Over the years, the Federal Reserve has developed numerous communication tools aimed at increasing transparency.1 One tool in particular has evolved significantly—post-meeting statements by the Federal Open Market Committee (FOMC), the body within the Federal Reserve in charge of setting monetary policy. The FOMC began releasing these statements in February 1994. Initially, the statements provided a brief summary of policy decisions and were released only if there was a change in the policy stance. Since the May 1999 meeting, the FOMC has issued a statement after every regularly scheduled meeting.2 Today, the statement details the FOMC's views on the current and future state of the economy, current policy choices, and the likely course of future policy decisions.

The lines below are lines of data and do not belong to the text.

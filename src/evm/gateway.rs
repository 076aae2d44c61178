//! Single read-only call execution.
//!
//! The gateway is the only place where a remote call can fail; it turns
//! every failure (revert, timeout, undecodable output, bad fragment) into a
//! tagged [`CallFailure`] value so callers decide their fallback explicitly.

use std::sync::Arc;

use ethers::abi::{Function, HumanReadableParser, ParamType, Token};
use ethers::types::{Address, Bytes, H256, U256};
use futures::future::join_all;
use tracing::trace;

use crate::error::{CallFailure, PricingError};
use crate::evm::clients::RawCaller;

pub type CallResult = Result<Vec<Token>, CallFailure>;

/// One call in a concurrent batch
#[derive(Debug, Clone)]
pub struct CallRequest {
    pub address: Address,
    pub fragment: &'static str,
    pub args: Vec<Token>,
}

impl CallRequest {
    pub fn new(address: Address, fragment: &'static str, args: Vec<Token>) -> Self {
        Self { address, fragment, args }
    }
}

#[derive(Clone)]
pub struct CallGateway {
    caller: Arc<dyn RawCaller>,
}

impl CallGateway {
    pub fn new(caller: Arc<dyn RawCaller>) -> Self {
        Self { caller }
    }

    /// Executes `fragment` (human-readable ABI, e.g.
    /// `"function MINT_FEE() view returns (uint256)"`) against `address`.
    pub async fn execute(&self, address: Address, fragment: &str, args: Vec<Token>) -> CallResult {
        let function = parse_fragment(fragment)?;
        let data = function
            .encode_input(&args)
            .map_err(|e| CallFailure::InvalidFragment(format!("{}: {}", function.name, e)))?;

        let output = self.caller.call(address, Bytes::from(data)).await?;
        if output.is_empty() {
            trace!("{} on {:?} returned no data", function.name, address);
            return Err(CallFailure::Undecodable("empty return data".to_string()));
        }
        if let Some(expected) = encoded_size(&function) {
            if output.len() != expected {
                return Err(CallFailure::Undecodable(format!(
                    "{} returned {} bytes, expected {}",
                    function.name,
                    output.len(),
                    expected
                )));
            }
        }

        let tokens = function.decode_output(&output)?;
        trace!("{} on {:?} returned {} tokens", function.name, address, tokens.len());
        Ok(tokens)
    }

    /// Dispatches independent calls concurrently. Results keep request order
    /// and one failure never affects its siblings.
    pub async fn execute_batch(&self, requests: Vec<CallRequest>) -> Vec<CallResult> {
        join_all(
            requests
                .into_iter()
                .map(|req| async move { self.execute(req.address, req.fragment, req.args).await }),
        )
        .await
    }

    /// Executes and expects a single unsigned integer.
    pub async fn uint(&self, address: Address, fragment: &str, args: Vec<Token>) -> Result<U256, PricingError> {
        let tokens = self.execute(address, fragment, args).await?;
        single_uint(&tokens)
    }
}

/// Parses a human-readable fragment. Tuple parameters and outputs are kept
/// as single tuple values.
pub fn parse_fragment(fragment: &str) -> Result<Function, CallFailure> {
    HumanReadableParser::parse_function(fragment)
        .map_err(|e| CallFailure::InvalidFragment(format!("{}: {}", fragment, e)))
}

/// Exact return size of a function whose outputs are all statically sized.
/// `None` when any output is dynamic.
fn encoded_size(function: &Function) -> Option<usize> {
    function.outputs.iter().map(|p| static_size(&p.kind)).sum()
}

fn static_size(kind: &ParamType) -> Option<usize> {
    match kind {
        ParamType::Address | ParamType::Bool | ParamType::Int(_) | ParamType::Uint(_) | ParamType::FixedBytes(_) => {
            Some(32)
        }
        ParamType::FixedArray(inner, len) => static_size(inner).map(|size| size * len),
        ParamType::Tuple(kinds) => kinds.iter().map(static_size).sum(),
        ParamType::Bytes | ParamType::String | ParamType::Array(_) => None,
    }
}

pub fn single_uint(tokens: &[Token]) -> Result<U256, PricingError> {
    match tokens {
        [Token::Uint(value)] => Ok(*value),
        other => Err(PricingError::shape(format!("expected one uint, got {:?}", other))),
    }
}

pub fn token_uint(token: &Token, field: &str) -> Result<U256, PricingError> {
    token
        .clone()
        .into_uint()
        .ok_or_else(|| PricingError::shape(format!("{} is not numeric", field)))
}

pub fn token_address(token: &Token, field: &str) -> Result<Address, PricingError> {
    token
        .clone()
        .into_address()
        .ok_or_else(|| PricingError::shape(format!("{} is not an address", field)))
}

pub fn token_bytes32(token: &Token, field: &str) -> Result<H256, PricingError> {
    match token {
        Token::FixedBytes(bytes) if bytes.len() == 32 => Ok(H256::from_slice(bytes)),
        _ => Err(PricingError::shape(format!("{} is not bytes32", field))),
    }
}

pub fn token_string(token: &Token, field: &str) -> Result<String, PricingError> {
    token
        .clone()
        .into_string()
        .ok_or_else(|| PricingError::shape(format!("{} is not a string", field)))
}

#[cfg(test)]
mod tests {
    use super::*;
    use crate::evm::mock::MockChain;

    const FEE: &str = "function MINT_FEE() view returns (uint256)";
    const PAIR: &str = "function claimCondition() view returns (uint256,uint256)";

    fn addr(n: u64) -> Address {
        Address::from_low_u64_be(n)
    }

    #[tokio::test]
    async fn test_execute_decodes_output() {
        let chain = MockChain::new().respond(addr(1), FEE, vec![Token::Uint(U256::from(500))]);
        let gateway = CallGateway::new(Arc::new(chain));

        let tokens = gateway.execute(addr(1), FEE, vec![]).await.unwrap();
        assert_eq!(tokens, vec![Token::Uint(U256::from(500))]);
        assert_eq!(gateway.uint(addr(1), FEE, vec![]).await.unwrap(), U256::from(500));
    }

    #[tokio::test]
    async fn test_execute_reports_failures_as_values() {
        let chain = MockChain::new()
            .revert(addr(1), FEE)
            .respond(addr(2), FEE, vec![Token::Uint(U256::one())]);
        let gateway = CallGateway::new(Arc::new(chain));

        assert!(matches!(gateway.execute(addr(1), FEE, vec![]).await, Err(CallFailure::Reverted(_))));
        // unscripted contract
        assert!(gateway.execute(addr(3), FEE, vec![]).await.is_err());
        assert!(gateway.execute(addr(2), FEE, vec![]).await.is_ok());
    }

    #[tokio::test]
    async fn test_short_output_is_undecodable() {
        let chain = MockChain::new().respond(addr(1), PAIR, vec![Token::Uint(U256::one())]);
        let gateway = CallGateway::new(Arc::new(chain));

        assert!(matches!(gateway.execute(addr(1), PAIR, vec![]).await, Err(CallFailure::Undecodable(_))));
    }

    #[tokio::test]
    async fn test_trailing_words_are_undecodable() {
        let three_words = ethers::abi::encode(&[Token::Uint(U256::one()), Token::Uint(U256::one()), Token::Uint(U256::one())]);
        let chain = MockChain::new().respond_raw(addr(1), PAIR, three_words);
        let gateway = CallGateway::new(Arc::new(chain));

        assert!(matches!(gateway.execute(addr(1), PAIR, vec![]).await, Err(CallFailure::Undecodable(_))));
    }

    #[test]
    fn test_tuples_stay_grouped() {
        let claim = parse_fragment(
            "function claim(address,uint256,address,uint256,(bytes32[],uint256,uint256,address),bytes) payable",
        )
        .unwrap();
        assert_eq!(claim.inputs.len(), 6);

        let lookup = parse_fragment(
            "function getClaimForToken(address,uint256) view returns (uint256,(uint32,uint32,bytes32,string))",
        )
        .unwrap();
        assert_eq!(lookup.outputs.len(), 2);
        assert!(matches!(lookup.outputs[1].kind, ParamType::Tuple(ref fields) if fields.len() == 4));
        assert_eq!(encoded_size(&lookup), None);
        assert_eq!(encoded_size(&parse_fragment(PAIR).unwrap()), Some(64));
    }

    #[tokio::test]
    async fn test_invalid_fragment() {
        let gateway = CallGateway::new(Arc::new(MockChain::new()));
        let result = gateway.execute(addr(1), "function broken(", vec![]).await;
        assert!(matches!(result, Err(CallFailure::InvalidFragment(_))));
    }

    #[tokio::test]
    async fn test_batch_isolates_failures() {
        let chain = MockChain::new()
            .respond(addr(1), FEE, vec![Token::Uint(U256::from(7))])
            .revert(addr(2), FEE);
        let gateway = CallGateway::new(Arc::new(chain));

        let results = gateway
            .execute_batch(vec![
                CallRequest::new(addr(2), FEE, vec![]),
                CallRequest::new(addr(1), FEE, vec![]),
            ])
            .await;

        assert!(results[0].is_err());
        assert_eq!(results[1].as_ref().unwrap(), &vec![Token::Uint(U256::from(7))]);
    }

    #[test]
    fn test_single_uint_shape() {
        assert!(single_uint(&[Token::Uint(U256::one())]).is_ok());
        assert!(single_uint(&[Token::Bool(true)]).is_err());
        assert!(single_uint(&[Token::Uint(U256::one()), Token::Uint(U256::one())]).is_err());
    }
}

Increased FOMC transparency has benefitted financial markets by anchoring inflation expectations. But it also has led to longer and potentially more complex statements, which could unsettle financial markets if they are too difficult to understand.3 To analyze the clarity of FOMC statements, we use the Flesch-Kincaid Grade Level index, a readability measure based on education grade levels. The index combines two measures of text complexity—average word length and average sentence length—to generate a reading level that corresponds to a U.S. grade level or the number of years of education generally required to understand the text.4
The figure shows the reading grade level (bubble height) and the length (bubble size) of each FOMC statement since 1994. In the early 1990s, the statements ranged from about 50 to 200 words, with reading grade levels from 9 to 14. (That is, they were accessible to individuals with an education ranging from the first year of high school to two years beyond high school.)
During Federal Reserve Chair Alan Greenspan's tenure, which lasted until January 2006, FOMC statements averaged 210 words with a reading grade level of 14. The statements continued on this track with Chair Bernanke from March 2006 until the end of 2008, when they started to change dramatically with the onset of the financial crisis and the beginning of so-called unconventional monetary policy.5 By January 2009, the statements were over 400 words with reading grade levels around 16.
Under Chair Yellen, the FOMC issued five statements from March to September 2014. All five exceeded 800 words and had reading grade levels of 18 or 19, suggesting that readers would require an education level of about three years beyond a four-year college degree to understand them.
Our analysis indicates that, while the FOMC has lengthened its post-meeting statements to provide more information about policy decisions, the statements have increased in complexity. Economist David-Jan Jansen (2011) suggests that clear Fed communications help reduce volatility in financial markets. Unclear communications, on the other hand, may cause market participants to delay important investment decisions, generating more uncertainty. With the recent financial crisis, the complexity of unconventional policies likely contributed to the increased reading grade levels of FOMC statements. As the Fed returns to using conventional monetary policy tools, it is likely that the reading levels of its statements will decline. However, if the Fed continues to use unconventional instruments for a considerable period, it may need to consider how to explain its policy actions in simpler terms to avoid volatility in financial markets.